Malcolm really turned away this time, and squeezed his eyes shut and pinched the bridge of his nose with his fingertips and braced himself for impact. Whatever she had to say next was not going to be good, he could tell.
“And, uh,” she said, “that person is, is you
He just sat there quietly, and then finally spoke, “I, you were, you were never supposed to know. And you wouldn't have, but the damned Witannen have brought it all up to the surface.”
She stared at his back as he gathered up the courage to continue.
He said, “It was, it was a few years ago. You were, it was when you were first making contact with, with Doug. And something in you turned. You became, well, noticeable. This is not to say that you were, well ....”
“I was a drudge until then,” she said, “All I did was work, eat and sleep. I spoke to almost nobody. I wasn't close to anyone,” she stated.
“And then, suddenly, you were kind of, well, switched on
. I suppose that's the best way to describe it. And I felt something. But I could see where you wanted to be, and who you wanted to be with. And, and when your, when everything finally fell into place, I stepped aside. Even though Doug said I was sweet on you, I said I wasn't. But that was not true. And you, you hugged me when you were in Sick Bay, do you remember? It is, I suppose, nothing to you. But for me it was a lot. It meant something.”
“I wouldn't have, would not have, if it didn't have meaning.”

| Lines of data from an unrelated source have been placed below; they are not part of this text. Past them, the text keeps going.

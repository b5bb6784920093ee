//! Hub error types.

use thiserror::Error;

/// A specialized `Result` type for hub operations.
pub type HubResult<T> = std::result::Result<T, HubError>;

/// Errors surfaced by hub operations. The external HTTP surface maps
/// `Unauthorized` to 401, `Forbidden` to 403, `NotFound` to 404, and the
/// rest to 400/500 as appropriate.
#[derive(Debug, Error)]
#[non_exhaustive]
pub enum HubError {
    /// Missing or invalid bearer token.
    #[error("Authentication required")]
    Unauthorized,

    /// Authenticated but not permitted.
    #[error("Permission denied: {0}")]
    Forbidden(String),

    /// Unknown server, client, route, or role id.
    #[error("Not found: {0}")]
    NotFound(String),

    /// The request was malformed or a required field was missing.
    #[error("Invalid request: {0}")]
    InvalidRequest(String),

    /// The server registration is invalid.
    #[error("Invalid server configuration: {0}")]
    InvalidConfiguration(String),

    /// Spawning the child process failed.
    #[error("Failed to spawn process: {0}")]
    SpawnFailed(String),

    /// The target exists but is not in a state that allows the operation.
    #[error("Invalid state: {0}")]
    InvalidState(String),

    /// Protocol-level failure on a brokered operation.
    #[error("Protocol error: {0}")]
    Protocol(#[from] nexus_protocol::ProtocolError),

    /// Transport-level failure.
    #[error("Transport error: {0}")]
    Transport(#[from] nexus_transport::TransportError),

    /// Persistence failure.
    #[error("Persistence error: {0}")]
    Persistence(String),

    /// Serialization failure.
    #[error("Serialization error: {0}")]
    Serialization(#[from] serde_json::Error),

    /// IO failure.
    #[error("I/O error: {0}")]
    Io(#[from] std::io::Error),

    /// Anything else.
    #[error("Internal error: {0}")]
    Internal(String),
}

“Still, I doubt somewhat that it meant to you just what it did to, to me,” he swallowed hard, “For a moment, I could believe it wasn't me you were kissing off – that it was, that it was him
He took another deep breath, “And then you left the Enterprise, and you began your life away. And there were letters. I knew they weren't just being sent to me, but I could, I could believe they were, if I felt it hard enough. And there were photographs! If I squinted just right, I could, I could believe that it was you and me in front of your new business venture, you and I standing on a beach, and you and I holding our, our son,” he stopped.

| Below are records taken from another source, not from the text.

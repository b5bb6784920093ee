//! Server-role protocol engine: the side that talks *to* an MCP client.
//!
//! The hub runs one of these per remote client. Lifecycle methods
//! (`initialize`, `initialized`, `shutdown`, `exit`) and subscription
//! bookkeeping are handled here; everything else falls through to the
//! request fallback, which the hub wires to its router. Embedders and test
//! fixtures can instead register local resource, tool, prompt, and sampling
//! backends to serve the full MCP surface in-process.

use std::collections::{HashMap, HashSet};
use std::sync::{Arc, Mutex as StdMutex};

use futures::future::BoxFuture;
use serde_json::{Value, json};
use tracing::{debug, info, warn};

use nexus_transport::Transport;

use crate::capabilities::Capabilities;
use crate::engine::{ProtocolEngine, RequestFallback};
use crate::error::{ProtocolError, ProtocolResult};
use crate::methods;
use crate::types::{
    Implementation, InitializeParams, InitializeResult, PromptDescriptor, ResourceDescriptor,
    ToolDescriptor,
};

/// Backend for `tools/call`: receives the argument object.
pub type ToolHandler =
    Arc<dyn Fn(Value) -> BoxFuture<'static, ProtocolResult<Value>> + Send + Sync>;

/// Backend for `prompts/get`: receives the request params.
pub type PromptHandler =
    Arc<dyn Fn(Value) -> BoxFuture<'static, ProtocolResult<Value>> + Send + Sync>;

/// Backend for `resources/list`.
pub type ResourceListHandler =
    Arc<dyn Fn() -> BoxFuture<'static, ProtocolResult<Vec<ResourceDescriptor>>> + Send + Sync>;

/// Backend for `resources/read`: receives the URI.
pub type ResourceReadHandler =
    Arc<dyn Fn(String) -> BoxFuture<'static, ProtocolResult<Vec<Value>>> + Send + Sync>;

/// Backend for inbound `sampling/sample` requests.
pub type SamplingHandler =
    Arc<dyn Fn(Value) -> BoxFuture<'static, ProtocolResult<Value>> + Send + Sync>;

“I don't, I don't want you to go through a divorce. I don't want your home broken up. I don't wish your, your husband dead. It's not that. Not at all. I told you – unattainable women. And you are, you became unattainable almost immediately and now, suddenly, you're attainable. But it's all due to this damnable gas they give us to breathe. It is what I want, it is my, my love
, yes, that's the right word – it is my love. It is what I dreamt of, and not just chastely, but for you, it's forcing and it's not you really wanting to do it. As you close your eyes, I imagine you think of, of him. And that hurts so much, so much more. I have waited for, for this. But it's not what I truly desired. The Witannen have perverted it. For so long I've wanted to be close to you. Now all I want to do is crawl away and die.”

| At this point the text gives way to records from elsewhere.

//! Hub configuration.
//!
//! Settings come from a JSON file layered under environment overrides with
//! the `NEXUS_` prefix and `__` as the nesting separator, so
//! `NEXUS_HUB__PORT=9000` overrides `hub.port`. Values are type-inferred
//! (`true`/`false`, integers, floats, else strings).

use std::path::PathBuf;

use serde::{Deserialize, Serialize};

use crate::error::{HubError, HubResult};

/// Environment variable prefix for overrides.
pub const ENV_PREFIX: &str = "NEXUS";

/// Top-level hub configuration.
#[derive(Debug, Clone, Default, Serialize, Deserialize)]
#[serde(default)]
pub struct HubConfig {
    /// Identity, listen address, and state file locations
    pub hub: HubSection,
    /// Supervisor policy defaults
    pub servers: ServersSection,
    /// Authentication and ACL stores
    pub security: SecuritySection,
    /// Metrics cadence
    pub monitoring: MonitoringSection,
}

/// Identity and state file locations.
#[derive(Debug, Clone, Serialize, Deserialize)]
#[serde(default)]
pub struct HubSection {
    /// Hub name advertised during handshakes
    pub name: String,
    /// Hub version advertised during handshakes
    pub version: String,
    /// Address remote clients connect to
    pub host: String,
    /// Port remote clients connect to
    pub port: u16,
    /// CORS origins for the HTTP transport; `*` for development
    pub allowed_origins: Vec<String>,
    /// Server registration store
    pub registry_file: PathBuf,
    /// Runtime state projection store
    pub process_registry_file: PathBuf,
}

impl Default for HubSection {
    fn default() -> Self {
        Self {
            name: "Nexus MCP Hub".to_string(),
            version: env!("CARGO_PKG_VERSION").to_string(),
            host: "localhost".to_string(),
            port: 8000,
            allowed_origins: vec!["*".to_string()],
            registry_file: PathBuf::from("data/registry.json"),
            process_registry_file: PathBuf::from("data/process_registry.json"),
        }
    }
}

/// Supervisor policy defaults, overridable per server registration.
#[derive(Debug, Clone, Serialize, Deserialize)]
#[serde(default)]
pub struct ServersSection {
    /// Request timeout and graceful-stop window, in seconds
    pub default_timeout: u64,
    /// Auto-restart ceiling
    pub max_retries: u32,
    /// Delay between restart attempts, in seconds
    pub retry_delay: u64,
    /// Start registered servers when the hub starts
    pub auto_start: bool,
    /// Restart servers that exit unexpectedly
    pub auto_restart: bool,
}

impl Default for ServersSection {
    fn default() -> Self {
        Self {
            default_timeout: 30,
            max_retries: 3,
            retry_delay: 5,
            auto_start: true,
            auto_restart: true,
        }
    }
}

/// Authentication and ACL store locations.
#[derive(Debug, Clone, Serialize, Deserialize)]
#[serde(default)]
pub struct SecuritySection {
    /// Password-provider user store
    pub users_file: PathBuf,
    /// API-key provider token store
    pub tokens_file: PathBuf,
    /// Bearer-token store for the password provider
    pub bearer_tokens_file: PathBuf,
    /// Role and assignment store
    pub roles_file: PathBuf,
    /// Bearer token lifetime, in seconds
    pub token_lifetime: u64,
}

impl Default for SecuritySection {
    fn default() -> Self {
        Self {
            users_file: PathBuf::from("data/users.json"),
            tokens_file: PathBuf::from("data/tokens.json"),
            bearer_tokens_file: PathBuf::from("data/bearer_tokens.json"),
            roles_file: PathBuf::from("data/roles.json"),
            token_lifetime: 3600,
        }
    }
}

/// Metrics cadence.
#[derive(Debug, Clone, Serialize, Deserialize)]
#[serde(default)]
pub struct MonitoringSection {
    /// Seconds between metric refreshes
    pub metrics_interval: u64,
}

impl Default for MonitoringSection {
    fn default() -> Self {
        Self {
            metrics_interval: 10,
        }
    }
}

impl HubConfig {
    /// Load configuration from an optional JSON file plus `NEXUS_*`
    /// environment overrides. A missing file yields the defaults.
    pub fn load(path: Option<&str>) -> HubResult<Self> {
        let mut builder = config::Config::builder();
        if let Some(path) = path {
            builder =
                builder.add_source(config::File::from(std::path::Path::new(path)).required(false));
        }
        builder = builder.add_source(
            config::Environment::with_prefix(ENV_PREFIX)
                .separator("__")
                .try_parsing(true),
        );

        builder
            .build()
            .and_then(|settings| settings.try_deserialize())
            .map_err(|config_error| HubError::InvalidConfiguration(config_error.to_string()))
    }
}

“See? Pretty puppy!” Yimar said, “Pet nicely, Joss.”
“There are lots of animals to see here,” Brian said, “Doctor Phlox, can we bring him here tomorrow, maybe look at a different animal? If it's not, uh, too much trouble. He's really lonely without Lili.”
“That's understandable,” Phlox said, “Hmm, the Derellian bat will be coming out of its two week hibernation cycle. He can feed it a few pellets, assuming there's no medical emergency tomorrow.”
“Thank you. You're a lifesaver,” Yimar gushed.
“I have been told that before,” Phlox smiled, “But it's still nice to hear.”
They were silent for a while. Lili turned and put her hand on Malcolm's back. Edge of a cliff, she thought to herself. But it was not necessarily such a scary cliff. She moved in closer and pushed her arms through and around his waist. She leaned her mouth on his shoulder and held it there a while.
Finally, she said, very quietly, “Please. Can you turn around? A little? Please? Because, uh, I'm getting tired of, of kissing your shoulder, Malcolm. I'd really rather kiss your mouth.”
He turned to face her, “Are you certain?”
She nodded vigorously, “Lili-Flower, right?”
“Yes. You weren't supposed to hear that, either. I've made quite a hash of things.”
“Heavenly hash is a great ice cream flavor.”
“No ice cream for me, thanks,” he said, “Maybe something sweeter.”
They kissed until the gas started, then rapidly moved onto other things.